Adalet Yürüyüşü, 15 Haziran'da, yani CHP İstanbul Milletvekili Enis Berberoğlu'nun MİT tırları davasında casusluk suçlamasıyla 25 yıl hapis cezasına çarptırılmasından bir gün sonra başlamıştı.

Yol kenarında bir mola yerinde konuşma fırsatı bulduğumuz Kemal Kılıçdaroğlu, yürüyüşlerinin sadece Enis Berberoğlu'yla ilgili olmadığını, ama tutuklanmasının bardağı taşıran son damla olduğunu söylüyor:

"Hedefimiz Türkiye'nin uygar dünyanın bir parçası olması. Türkiye'de adaletin olması. Türkiye'nin hapishanelerinde milletvekilleri olmamalı, gazeteciler olmamalı, akademisyenler olmamalı. Bir bildiriye imza attı diye üniversite hocaları kapının önüne konulmamalı. Adaletli bir Türkiye, hukukun üstünlüğüne inanan bir Türkiye istiyoruz. Oysa bugün otoriter bir yapı var."

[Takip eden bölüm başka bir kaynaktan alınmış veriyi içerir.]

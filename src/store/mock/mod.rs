//! In-memory SagaStore for tests.
//!
//! Keeps the same invariants as the SQLite implementation (single active
//! execution, exclusive pending retry attempt, monotone event
//! timestamps) so orchestration tests exercise the real protocol without
//! a database.

use std::collections::HashMap;
use std::sync::Mutex;

use async_trait::async_trait;
use chrono::{DateTime, Utc};
use uuid::Uuid;

use super::{Result, SagaStore, StoreError};
use crate::model::{
    ExecutionStatus, Order, OrderEvent, OrderStatus, RetryAttempt, RetryOutcome, SagaExecution,
    SagaStepResult, StepData, StepStatus,
};

/// In-memory implementation of [`SagaStore`].
#[derive(Default)]
pub struct MockSagaStore {
    inner: Mutex<Inner>,
}

#[derive(Default)]
struct Inner {
    orders: HashMap<Uuid, Order>,
    executions: HashMap<Uuid, SagaExecution>,
    steps: HashMap<Uuid, SagaStepResult>,
    events: Vec<OrderEvent>,
    attempts: HashMap<Uuid, RetryAttempt>,
}

impl MockSagaStore {
    pub fn new() -> Self {
        Self::default()
    }
}

impl Inner {
    fn execution_mut(&mut self, execution_id: Uuid) -> Result<&mut SagaExecution> {
        self.executions
            .get_mut(&execution_id)
            .ok_or(StoreError::ExecutionNotFound(execution_id))
    }

    fn step_mut(&mut self, step_result_id: Uuid) -> Result<&mut SagaStepResult> {
        self.steps
            .get_mut(&step_result_id)
            .ok_or(StoreError::StepResultNotFound(step_result_id))
    }
}

#[async_trait]
impl SagaStore for MockSagaStore {
    async fn create_order_with_items(&self, order: &Order) -> Result<()> {
        let mut inner = self.inner.lock().unwrap();
        inner.orders.insert(order.id, order.clone());
        Ok(())
    }

    async fn get_order(&self, order_id: Uuid) -> Result<Option<Order>> {
        let inner = self.inner.lock().unwrap();
        Ok(inner.orders.get(&order_id).cloned())
    }

    async fn update_order_status(
        &self,
        order_id: Uuid,
        status: OrderStatus,
        at: DateTime<Utc>,
    ) -> Result<()> {
        let mut inner = self.inner.lock().unwrap();
        let order = inner
            .orders
            .get_mut(&order_id)
            .ok_or(StoreError::OrderNotFound(order_id))?;
        order.status = status;
        order.updated_at = at;
        Ok(())
    }

    async fn create_execution(&self, execution: &SagaExecution) -> Result<()> {
        let mut inner = self.inner.lock().unwrap();
        let active = inner.executions.values().any(|existing| {
            existing.order_id == execution.order_id && !existing.status.is_terminal()
        });
        if active {
            return Err(StoreError::ExecutionAlreadyActive(execution.order_id));
        }
        inner.executions.insert(execution.id, execution.clone());
        Ok(())
    }

    async fn get_execution(&self, execution_id: Uuid) -> Result<Option<SagaExecution>> {
        let inner = self.inner.lock().unwrap();
        Ok(inner.executions.get(&execution_id).cloned())
    }

    async fn latest_execution(&self, order_id: Uuid) -> Result<Option<SagaExecution>> {
        let inner = self.inner.lock().unwrap();
        Ok(inner
            .executions
            .values()
            .filter(|execution| execution.order_id == order_id)
            .max_by_key(|execution| execution.started_at)
            .cloned())
    }

    async fn executions(&self, order_id: Uuid) -> Result<Vec<SagaExecution>> {
        let inner = self.inner.lock().unwrap();
        let mut executions: Vec<SagaExecution> = inner
            .executions
            .values()
            .filter(|execution| execution.order_id == order_id)
            .cloned()
            .collect();
        executions.sort_by_key(|execution| execution.started_at);
        Ok(executions)
    }

    async fn start_step(
        &self,
        execution_id: Uuid,
        step_name: &str,
        step_order: u32,
        at: DateTime<Utc>,
    ) -> Result<SagaStepResult> {
        let mut inner = self.inner.lock().unwrap();
        let execution = inner.execution_mut(execution_id)?;
        execution.current_step_index = step_order - 1;

        let result = SagaStepResult {
            id: Uuid::new_v4(),
            execution_id,
            step_name: step_name.to_string(),
            step_order,
            status: StepStatus::InProgress,
            step_data: StepData::new(),
            error_message: None,
            started_at: Some(at),
            completed_at: None,
        };
        inner.steps.insert(result.id, result.clone());
        Ok(result)
    }

    async fn complete_step(
        &self,
        step_result_id: Uuid,
        step_data: &StepData,
        at: DateTime<Utc>,
    ) -> Result<()> {
        let mut inner = self.inner.lock().unwrap();
        let step = inner.step_mut(step_result_id)?;
        step.status = StepStatus::Completed;
        step.step_data = step_data.clone();
        step.completed_at = Some(at);
        Ok(())
    }

    async fn fail_step_and_execution(
        &self,
        step_result_id: Uuid,
        execution_id: Uuid,
        failed_step_index: u32,
        error_message: &str,
        at: DateTime<Utc>,
    ) -> Result<()> {
        let mut inner = self.inner.lock().unwrap();
        {
            let step = inner.step_mut(step_result_id)?;
            step.status = StepStatus::Failed;
            step.error_message = Some(error_message.to_string());
            step.completed_at = Some(at);
        }
        let execution = inner.execution_mut(execution_id)?;
        execution.status = ExecutionStatus::Failed;
        execution.failed_step_index = Some(failed_step_index);
        execution.failure_reason = Some(error_message.to_string());
        execution.completed_at = Some(at);
        Ok(())
    }

    async fn insert_skipped_step(
        &self,
        execution_id: Uuid,
        step_name: &str,
        step_order: u32,
        at: DateTime<Utc>,
    ) -> Result<SagaStepResult> {
        let mut inner = self.inner.lock().unwrap();
        let result = SagaStepResult {
            id: Uuid::new_v4(),
            execution_id,
            step_name: step_name.to_string(),
            step_order,
            status: StepStatus::Skipped,
            step_data: StepData::new(),
            error_message: None,
            started_at: None,
            completed_at: Some(at),
        };
        inner.steps.insert(result.id, result.clone());
        Ok(result)
    }

    async fn step_results(&self, execution_id: Uuid) -> Result<Vec<SagaStepResult>> {
        let inner = self.inner.lock().unwrap();
        let mut results: Vec<SagaStepResult> = inner
            .steps
            .values()
            .filter(|step| step.execution_id == execution_id)
            .cloned()
            .collect();
        results.sort_by_key(|step| step.step_order);
        Ok(results)
    }

    async fn complete_execution(&self, execution_id: Uuid, at: DateTime<Utc>) -> Result<()> {
        let mut inner = self.inner.lock().unwrap();
        let execution = inner.execution_mut(execution_id)?;
        execution.status = ExecutionStatus::Completed;
        execution.completed_at = Some(at);
        Ok(())
    }

    async fn mark_compensation_started(
        &self,
        execution_id: Uuid,
        at: DateTime<Utc>,
    ) -> Result<()> {
        let mut inner = self.inner.lock().unwrap();
        let execution = inner.execution_mut(execution_id)?;
        execution.status = ExecutionStatus::Compensating;
        execution.compensation_started_at = Some(at);
        Ok(())
    }

    async fn mark_step_compensated(&self, step_result_id: Uuid, at: DateTime<Utc>) -> Result<()> {
        let mut inner = self.inner.lock().unwrap();
        let step = inner.step_mut(step_result_id)?;
        step.status = StepStatus::Compensated;
        step.completed_at = Some(at);
        Ok(())
    }

    async fn record_compensation_failure(
        &self,
        step_result_id: Uuid,
        message: &str,
    ) -> Result<()> {
        let mut inner = self.inner.lock().unwrap();
        let step = inner.step_mut(step_result_id)?;
        step.error_message = Some(message.to_string());
        Ok(())
    }

    async fn mark_execution_compensated(
        &self,
        execution_id: Uuid,
        at: DateTime<Utc>,
    ) -> Result<()> {
        let mut inner = self.inner.lock().unwrap();
        let execution = inner.execution_mut(execution_id)?;
        execution.status = ExecutionStatus::Compensated;
        execution.compensation_completed_at = Some(at);
        Ok(())
    }

    async fn append_event(&self, event: &OrderEvent) -> Result<()> {
        let mut inner = self.inner.lock().unwrap();
        let mut event = event.clone();
        // Same monotonicity clamp as the SQLite implementation.
        if let Some(latest) = inner
            .events
            .iter()
            .filter(|existing| existing.order_id == event.order_id)
            .map(|existing| existing.timestamp)
            .max()
        {
            if event.timestamp < latest {
                event.timestamp = latest;
            }
        }
        inner.events.push(event);
        Ok(())
    }

    async fn events(&self, order_id: Uuid) -> Result<Vec<OrderEvent>> {
        let inner = self.inner.lock().unwrap();
        Ok(inner
            .events
            .iter()
            .filter(|event| event.order_id == order_id)
            .cloned()
            .collect())
    }

    async fn find_resume_state(
        &self,
        order_id: Uuid,
    ) -> Result<Option<(SagaExecution, Vec<SagaStepResult>)>> {
        let Some(execution) = self.latest_execution(order_id).await? else {
            return Ok(None);
        };
        let results = self.step_results(execution.id).await?;
        Ok(Some((execution, results)))
    }

    async fn create_retry_attempt(&self, attempt: &RetryAttempt) -> Result<()> {
        let mut inner = self.inner.lock().unwrap();
        let pending = inner.attempts.values().any(|existing| {
            existing.order_id == attempt.order_id && existing.outcome == RetryOutcome::Pending
        });
        if pending {
            return Err(StoreError::RetryAlreadyPending(attempt.order_id));
        }
        inner.attempts.insert(attempt.id, attempt.clone());
        Ok(())
    }

    async fn update_retry_attempt(&self, attempt: &RetryAttempt) -> Result<()> {
        let mut inner = self.inner.lock().unwrap();
        inner.attempts.insert(attempt.id, attempt.clone());
        Ok(())
    }

    async fn retry_attempts(&self, order_id: Uuid) -> Result<Vec<RetryAttempt>> {
        let inner = self.inner.lock().unwrap();
        let mut attempts: Vec<RetryAttempt> = inner
            .attempts
            .values()
            .filter(|attempt| attempt.order_id == order_id)
            .cloned()
            .collect();
        attempts.sort_by_key(|attempt| attempt.attempt_number);
        Ok(attempts)
    }
}
//! Remote collaborator seams.
//!
//! The orchestrator talks to inventory, payment, and shipping through the
//! traits defined here. Callers supply an idempotency key with every
//! request; collaborators are treated as idempotent under that key, which
//! is what lets the engine promise at-least-once external effects.
//!
//! Transport faults are recovered inside the client implementations
//! (retry with backoff); only final failures surface to the step
//! executor.

pub mod http;
pub mod mock;

use async_trait::async_trait;
use chrono::{DateTime, Utc};
use uuid::Uuid;

use crate::model::{Address, OrderItem};

/// Stable collaborator error codes.
pub mod codes {
    pub const INVENTORY_UNAVAILABLE: &str = "INVENTORY_UNAVAILABLE";
    pub const PAYMENT_DECLINED: &str = "PAYMENT_DECLINED";
    pub const FRAUD_DETECTED: &str = "FRAUD_DETECTED";
    pub const INVALID_ADDRESS: &str = "INVALID_ADDRESS";
    pub const SHIPPING_UNAVAILABLE: &str = "SHIPPING_UNAVAILABLE";
    /// Transport-level fault that survived the client's own retries.
    pub const TRANSIENT: &str = "TRANSIENT";
}

/// Result type for collaborator calls.
pub type Result<T> = std::result::Result<T, CollaboratorError>;

/// Errors surfaced by collaborator clients.
#[derive(Debug, Clone, thiserror::Error)]
pub enum CollaboratorError {
    /// The collaborator answered with a domain error.
    #[error("{code}: {message}")]
    Domain { code: String, message: String },

    /// Network-level fault after the client exhausted its retries.
    #[error("transport fault: {0}")]
    Transport(String),

    /// The per-call deadline elapsed.
    #[error("call timed out after {0} seconds")]
    Timeout(u64),
}

impl CollaboratorError {
    pub fn domain(code: impl Into<String>, message: impl Into<String>) -> Self {
        CollaboratorError::Domain {
            code: code.into(),
            message: message.into(),
        }
    }

    /// Error code as recorded on step rows and events.
    pub fn code(&self) -> &str {
        match self {
            CollaboratorError::Domain { code, .. } => code,
            CollaboratorError::Transport(_) | CollaboratorError::Timeout(_) => codes::TRANSIENT,
        }
    }

    /// Whether the client's own retry loop may re-attempt the call.
    pub fn is_transient(&self) -> bool {
        matches!(
            self,
            CollaboratorError::Transport(_) | CollaboratorError::Timeout(_)
        )
    }
}

/// A confirmed inventory hold.
#[derive(Debug, Clone)]
pub struct Reservation {
    pub reservation_id: String,
    pub expires_at: DateTime<Utc>,
}

/// A confirmed payment authorization.
#[derive(Debug, Clone)]
pub struct Authorization {
    pub authorization_id: String,
    pub captured_at: DateTime<Utc>,
    pub expires_at: DateTime<Utc>,
}

/// A confirmed shipment arrangement.
#[derive(Debug, Clone)]
pub struct Shipment {
    pub shipment_id: String,
    pub tracking_number: String,
    pub estimated_delivery: DateTime<Utc>,
}

/// Inventory collaborator.
#[async_trait]
pub trait InventoryClient: Send + Sync {
    /// Reserve the order's items. Non-retryable failure:
    /// `INVENTORY_UNAVAILABLE`.
    async fn reserve(
        &self,
        order_id: Uuid,
        items: &[OrderItem],
        idempotency_key: &str,
    ) -> Result<Reservation>;

    /// Release a previously made reservation.
    async fn release(&self, reservation_id: &str, idempotency_key: &str) -> Result<()>;
}

/// Payment collaborator.
#[async_trait]
pub trait PaymentClient: Send + Sync {
    /// Authorize the order total against a payment method.
    /// Non-retryable failures: `PAYMENT_DECLINED`, `FRAUD_DETECTED`.
    async fn authorize(
        &self,
        order_id: Uuid,
        payment_method_id: &str,
        amount_cents: i64,
        idempotency_key: &str,
    ) -> Result<Authorization>;

    /// Void a previously made authorization.
    async fn void(&self, authorization_id: &str, idempotency_key: &str) -> Result<()>;
}

/// Shipping collaborator.
#[async_trait]
pub trait ShippingClient: Send + Sync {
    /// Arrange a shipment to the given address. Non-retryable failures:
    /// `INVALID_ADDRESS`, `SHIPPING_UNAVAILABLE`.
    async fn arrange(
        &self,
        order_id: Uuid,
        address: &Address,
        items: &[OrderItem],
        idempotency_key: &str,
    ) -> Result<Shipment>;

    /// Cancel a previously arranged shipment.
    async fn cancel(&self, shipment_id: &str, idempotency_key: &str) -> Result<()>;
}

/// The full collaborator set the step registry is wired with.
#[derive(Clone)]
pub struct Collaborators {
    pub inventory: std::sync::Arc<dyn InventoryClient>,
    pub payment: std::sync::Arc<dyn PaymentClient>,
    pub shipping: std::sync::Arc<dyn ShippingClient>,
}

#[cfg(test)]
mod tests {
    use super::*;

    #[test]
    fn test_error_code_mapping() {
        let domain = CollaboratorError::domain(codes::PAYMENT_DECLINED, "card declined");
        assert_eq!(domain.code(), codes::PAYMENT_DECLINED);
        assert!(!domain.is_transient());

        let transport = CollaboratorError::Transport("connection reset".to_string());
        assert_eq!(transport.code(), codes::TRANSIENT);
        assert!(transport.is_transient());

        let timeout = CollaboratorError::Timeout(30);
        assert_eq!(timeout.code(), codes::TRANSIENT);
        assert!(timeout.is_transient());
    }
}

Kemal Kılıçdaroğlu'nun başlattığı yürüyüş uluslararası medya tarafından çok bilinen bir benzetmeyle anılıyor: Mahatma Gandhi'nin Tuz Yürüyüşü.

12 Mart 1930'da başlayan ve 24 gün süren Tuz Yürüyüşü'nde Gandhi'nin talebi Dandi köyü sahilinden tuz çıkarma çalışmalarının geçmişte olduğu gibi yerel halk tarafından yapılabilmesiydi. Ancak İngiltere hükümeti bunu yasadışı kabul etmiş, vergi getirmiş ve hatta zor kullanarak tuz üretimini engellemeye çalışmıştı.

24 günlük barışçıl yürüyüş sonunda İngiltere geri adım atmak zorunda kalmış, bu Hindistan'ın İngiltere'den bağımsızlık mücadelesi için de bir mihenk taşı olmuştu.

Kılıçdaroğlu, Gandhi'ye benzetilmekten onur duyduğunu ancak durumun farklı olduğunu söylüyor:

"Gandhi'nin artısı vardı. Mücadele ettiği kişiler demokrasinin beşiği diye tanımladığımız İngiltere idi. Bizim karşımızdakilerde ise demokrasi kültürü yok. Karşımızda bir duvar var.

"Ne söylersek söyleyelim bize kulak kabartmıyorlar. Ya bu insanlar niye yürüyor? Bu sıcakta, yağmurun çamurun altında bu insanlar 'Adalet! Adalet!' diye niye yürüyorlar? Bunu düşünmüyor.

"Gandhi'nin yürüyüşü başarıya ulaştı, İngiltere geri adım attı. Bizim yürüyüşümüzde böyle bir geri çekilme olmayacak. Önümüzde duvarlar var. Biz o duvarları yıkarak adaleti ve demokrasiyi getireceğiz."